Green Cross gives rescuers a mental Band-Aid

Late last month, I felt privileged to be invited to attend a course on trauma and compassion fatigue for Everett’s emergency responders. Police, firefighters, ambulance attendants, mental health workers and animal rescuers sat together to learn how to defuse and debrief people responding to assist at the scenes of unspeakable horror.

We weren’t trained to be therapists. Instead, we learned psychological first aid. Conducted by the Green Cross Academy, the two-day workshop, which earned me certification as a field traumatologist, was dynamic and practical, teaching attendees how to bring calm to people shook up by shocking images they’ve witnessed.

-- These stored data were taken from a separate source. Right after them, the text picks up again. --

use crate::pr::{FileChange, FileStatus};

/// File mode written into new/deleted file headers. Executable bits are not
/// carried by the files endpoint, so every file is a regular file here.
pub const REGULAR_FILE_MODE: &str = "100644";

/// Build the `git diff` header that must precede a file's hunk text.
///
/// The result ends with a newline so the hunk text can be appended directly:
///
///   diff --git a/{path} b/{path}
///   [rename from / rename to | new file mode | deleted file mode]
///   --- a/{path} | /dev/null
///   +++ b/{path} | /dev/null
pub fn synthesize_header(file: &FileChange) -> String {
    let name = file.filename.as_str();
    let mut lines = Vec::with_capacity(5);

    match (file.status, file.previous_filename.as_deref()) {
        (FileStatus::Renamed, Some(previous)) => {
            lines.push(format!("diff --git a/{} b/{}", previous, name));
            lines.push(format!("rename from {}", previous));
            lines.push(format!("rename to {}", name));
        }
        _ => lines.push(format!("diff --git a/{} b/{}", name, name)),
    }

    match file.status {
        FileStatus::Added => {
            lines.push(format!("new file mode {}", REGULAR_FILE_MODE));
            lines.push("--- /dev/null".to_string());
            lines.push(format!("+++ b/{}", name));
        }
        FileStatus::Removed => {
            lines.push(format!("deleted file mode {}", REGULAR_FILE_MODE));
            lines.push(format!("--- a/{}", name));
            lines.push("+++ /dev/null".to_string());
        }
        FileStatus::Modified
        | FileStatus::Renamed
        | FileStatus::Copied
        | FileStatus::Changed
        | FileStatus::Unchanged
        | FileStatus::Unknown => {
            lines.push(format!("--- a/{}", name));
            lines.push(format!("+++ b/{}", name));
        }
    }

    let mut header = lines.join("\n");
    header.push('\n');
    header
}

Mary Schoenfeldt, a public education coordinator for Everett Emergency Management and Green Cross’ international board president, shared the stage with Dr. Dan Casey, a Green Cross trainer and former wild land fire fighter, who flew in to Washington State from Minnesota for the seminar. The pair generously shared their knowledge and field experience with participants. Interactive presentations, slide shows and role-playing in small groups gave us a tool box to take into a high-stress disaster situation.


Green Cross has provided support beams to the animal rescue world in the past, such as their deployment to the Lamar Dixon temporary sheltering facility set up outside of New Orleans following hurricane Katrina, sponsored by the Humane Society of the United States. Mary Schoenfeldt was there to help. Rescuers from coast to coast are still buzzing about her team’s tireless work in the field. Green Cross counselors provided the mental patch that allowed animal rescuers to keep going back in for more despite enormous challenges.

We learned that a staggering number – 80 percent – of people exposed to a critical incident will have a reaction to it within three weeks. Through normalizing these reactions and vigilant self-care, such as proper rest, nutrition and down time, rescuers witnessing traumatic events can be brought back to stable mental health again much more quickly and painlessly.

In a field that’s shamefully underfunded by governments, mental health assistance isn’t always affordable or offered to animal rescuers despite the intense challenges they face. It’s comforting to know that with organizations like Green Cross out there, animal rescuers don’t have to suffer alone in silence.